At the hospital designed for single entry point entry, patients experienced longer initial delays. These may be in response to a greater number of undifferentiated patients seeking access through the same route. The alternative for patients was to go directly to a unit expecting them via a GP referral, freeing up resources in the ED for unscheduled patients. The PPI group commented that ‘not being in the system’ could cause significant anxieties. Delays to definitive assessment can also be associated with a greater level of clinical risk, if a serious condition is not recognised at an early stage. However, despite these anxieties, our data suggested that initial delays did not lead to a longer total journey time – rather the converse; on average patients spent less time in acute care at this site. We therefore conclude that while reduced patient waiting before assessment may alleviate anxiety, it does not necessarily result in a shorter overall patient journey for those with an unclear admission choice at presentation.

While patients were using acute care and emergency services they often had relatively little insight into the underlying reasons for waiting. For example, the PPI group reflected that waiting on portering services was unacceptable, yet did not question whether a test result could have been provided quicker if services were organised differently. There was an acceptance that blood test results would take time, however our data showed that this varied between sites, and systems such as automatic transfer of samples to the lab, or electronic notification when results become available, might influence how long patients spent awaiting these results.

At two sites over 50% of the average patient journey time occurred once the decision to admit or discharge was made, coinciding with waiting for beds (approximately 50% of known patient waits), or to leave the hospital. Neither of these sites used a patient discharge lounge. The combination of these two factors implied the existence of barriers to admitting and discharging their patients. From our data we cannot interpret whether delays associated with bed availability at these sites were caused by resource or system limitations, although we can suggest that addressing this final stage of the patient journey could result in improved patient journeys at these hospitals.

Strengths and limitations

Our study modified the VSM approach to gather patient flow data from four contrasting hospital sites, highlighting where variation existed, to provide data that could assist service design and commissioners. An important limitation was in the number of variables that could be accommodated in the VSM model. The study attempted to limit this problem by selecting just two patient groups and only collecting data during usual daytime work hours. Therefore, the services were represented at peak efficiency and for two of the most important patient groups. The range of service models and factors influencing patient pathways may limit the generalizability of these findings to other hospitals, which would need to evaluate their own patient waits in order to most effectively direct their resources for care improvement. We did not look specifically at the phenomenon of crowding and “exit block”, which are known to have important impacts on access to acute hospital beds [21], as this represents only one part of the overall patient journey that we examined, and has already been well documented by other authors. The study benefitted from ongoing integration of PPI and inclusion of user feedback to interpret the findings.

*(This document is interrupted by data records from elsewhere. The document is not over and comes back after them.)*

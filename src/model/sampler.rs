use rand::{Rng, SeedableRng};
use rand_chacha::ChaCha8Rng;
use serde::{Deserialize, Serialize};

use std::f64::consts::TAU;

use super::body::OrbitParams;
use crate::error::{ensure, SceneError};

/// Source of orbital parameters for a freshly populated registry.
pub trait ParameterSampler {
    fn sample(&mut self) -> OrbitParams;
}

impl<F> ParameterSampler for F
where
    F: FnMut() -> OrbitParams,
{
    fn sample(&mut self) -> OrbitParams {
        self()
    }
}

/// Half-open interval `[min, max)` to draw a value from. `min == max` pins
/// the value.
#[derive(Debug, Clone, Copy, PartialEq, Serialize, Deserialize)]
pub struct Span {
    pub min: f64,
    pub max: f64,
}

impl Span {
    pub const fn new(min: f64, max: f64) -> Self {
        Span { min, max }
    }

    pub fn validate(&self, what: &str) -> Result<(), SceneError> {
        ensure(
            self.min.is_finite() && self.max.is_finite() && self.min <= self.max,
            || format!("{} span is invalid: {:?}", what, self),
        )
    }

    fn sample<R: Rng>(&self, rng: &mut R) -> f64 {
        self.min + rng.random::<f64>() * (self.max - self.min)
    }
}

/// Ranges for a randomized satellite swarm.
///
/// `height` is sampled as a vertical offset but ends up used as the orbital
/// inclination in degrees. The resulting tilts are small (a few degrees
/// either way), which looks right for a ring system.
#[derive(Debug, Clone, Copy, PartialEq, Serialize, Deserialize)]
pub struct SwarmRanges {
    pub orbit_radius: Span,
    pub orbit_speed: Span,
    pub height: Span,
    pub size: Span,
}

impl Default for SwarmRanges {
    fn default() -> Self {
        SwarmRanges {
            orbit_radius: Span::new(3.0, 8.0),
            orbit_speed: Span::new(0.001, 0.003),
            height: Span::new(-5.0, 5.0),
            size: Span::new(0.001, 0.05),
        }
    }
}

impl SwarmRanges {
    pub fn validate(&self) -> Result<(), SceneError> {
        self.orbit_radius.validate("orbit radius")?;
        self.orbit_speed.validate("orbit speed")?;
        self.height.validate("height")?;
        self.size.validate("size")?;
        ensure(self.orbit_radius.min > 0.0, || {
            format!("orbit radius span must be positive, got {:?}", self.orbit_radius)
        })?;
        ensure(self.size.min > 0.0, || {
            format!("size span must be positive, got {:?}", self.size)
        })
    }
}

/// Deterministic sampler for the satellite swarm: the same seed always yields
/// the same sequence of parameters.
pub struct SwarmSampler {
    rng: ChaCha8Rng,
    ranges: SwarmRanges,
}

impl SwarmSampler {
    pub fn new(seed: u64, ranges: SwarmRanges) -> Self {
        SwarmSampler {
            rng: ChaCha8Rng::seed_from_u64(seed),
            ranges,
        }
    }
}

impl ParameterSampler for SwarmSampler {
    fn sample(&mut self) -> OrbitParams {
        let ranges = &self.ranges;
        let rng = &mut self.rng;

        // Draw order is part of the seed contract; don't reorder.
        let orbit_radius = ranges.orbit_radius.sample(rng);
        let orbit_speed = ranges.orbit_speed.sample(rng);
        let height = ranges.height.sample(rng);
        let size = ranges.size.sample(rng);
        let start_angle = rng.random::<f64>() * TAU;

        OrbitParams {
            orbit_radius,
            orbit_speed,
            inclination_deg: height,
            start_angle,
            size,
        }
    }
}

#[cfg(test)]
mod tests {
    use super::*;

    #[test]
    fn test_same_seed_same_swarm() {
        let mut a = SwarmSampler::new(42, SwarmRanges::default());
        let mut b = SwarmSampler::new(42, SwarmRanges::default());
        for _ in 0..20 {
            assert_eq!(a.sample(), b.sample());
        }

        let mut c = SwarmSampler::new(43, SwarmRanges::default());
        let mut a = SwarmSampler::new(42, SwarmRanges::default());
        assert_ne!(a.sample(), c.sample());
    }

    #[test]
    fn test_samples_stay_in_range() {
        let ranges = SwarmRanges::default();
        let mut sampler = SwarmSampler::new(7, ranges);
        for _ in 0..500 {
            let p = sampler.sample();
            assert!(p.orbit_radius >= 3.0 && p.orbit_radius < 8.0);
            assert!(p.orbit_speed >= 0.001 && p.orbit_speed < 0.003);
            assert!(p.inclination_deg >= -5.0 && p.inclination_deg < 5.0);
            assert!(p.size >= 0.001 && p.size < 0.05);
            assert!(p.start_angle >= 0.0 && p.start_angle < TAU);
            assert!(p.validate().is_ok());
        }
    }

    #[test]
    fn test_pinned_span() {
        let ranges = SwarmRanges {
            orbit_radius: Span::new(4.0, 4.0),
            ..SwarmRanges::default()
        };
        let mut sampler = SwarmSampler::new(1, ranges);
        assert_eq!(sampler.sample().orbit_radius, 4.0);
    }

    #[test]
    fn test_invalid_ranges() {
        let backwards = SwarmRanges {
            orbit_speed: Span::new(0.5, 0.1),
            ..SwarmRanges::default()
        };
        assert!(backwards.validate().is_err());

        let zero_size = SwarmRanges {
            size: Span::new(0.0, 0.05),
            ..SwarmRanges::default()
        };
        assert!(zero_size.validate().is_err());

        assert!(SwarmRanges::default().validate().is_ok());
    }

    #[test]
    fn test_closure_sampler() {
        let mut n = 0.0;
        let mut sampler = || {
            n += 1.0;
            OrbitParams {
                orbit_radius: n,
                orbit_speed: 0.01,
                inclination_deg: 0.0,
                start_angle: 0.0,
                size: 0.1,
            }
        };
        assert_eq!(ParameterSampler::sample(&mut sampler).orbit_radius, 1.0);
        assert_eq!(ParameterSampler::sample(&mut sampler).orbit_radius, 2.0);
    }
}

Comparison with literature

During the past decade Lean techniques have been applied in EDs and other healthcare settings. Positive results have been published on instigating and maintaining improvements in healthcare, efficiency and patient satisfaction [22]. However, only one study has considered more than site; this study observed the effects of different uses of Lean across four sites over time [23]. Ours is the first study applying a coherent VSM approach to multiple sites simultaneously to compare patient pathways.

Our findings, on differences in patient journey and interpretation of waiting, resonate with others in the field. Holden and Smart [3] found that patients ranked waiting as the most important factor during their visit. In a systematic review Taylor and Benger [4] drew attention to the importance of patients perceived waiting times and emphasised the relevance of addressing the issues of patient waiting and timely communication to manage expectations. Nairn’s [24] review of patient experience linked waiting and satisfaction, but also cautioned that nuances of quality and care are not captured through quantitative focus; a finding we addressed by inclusion of PPI.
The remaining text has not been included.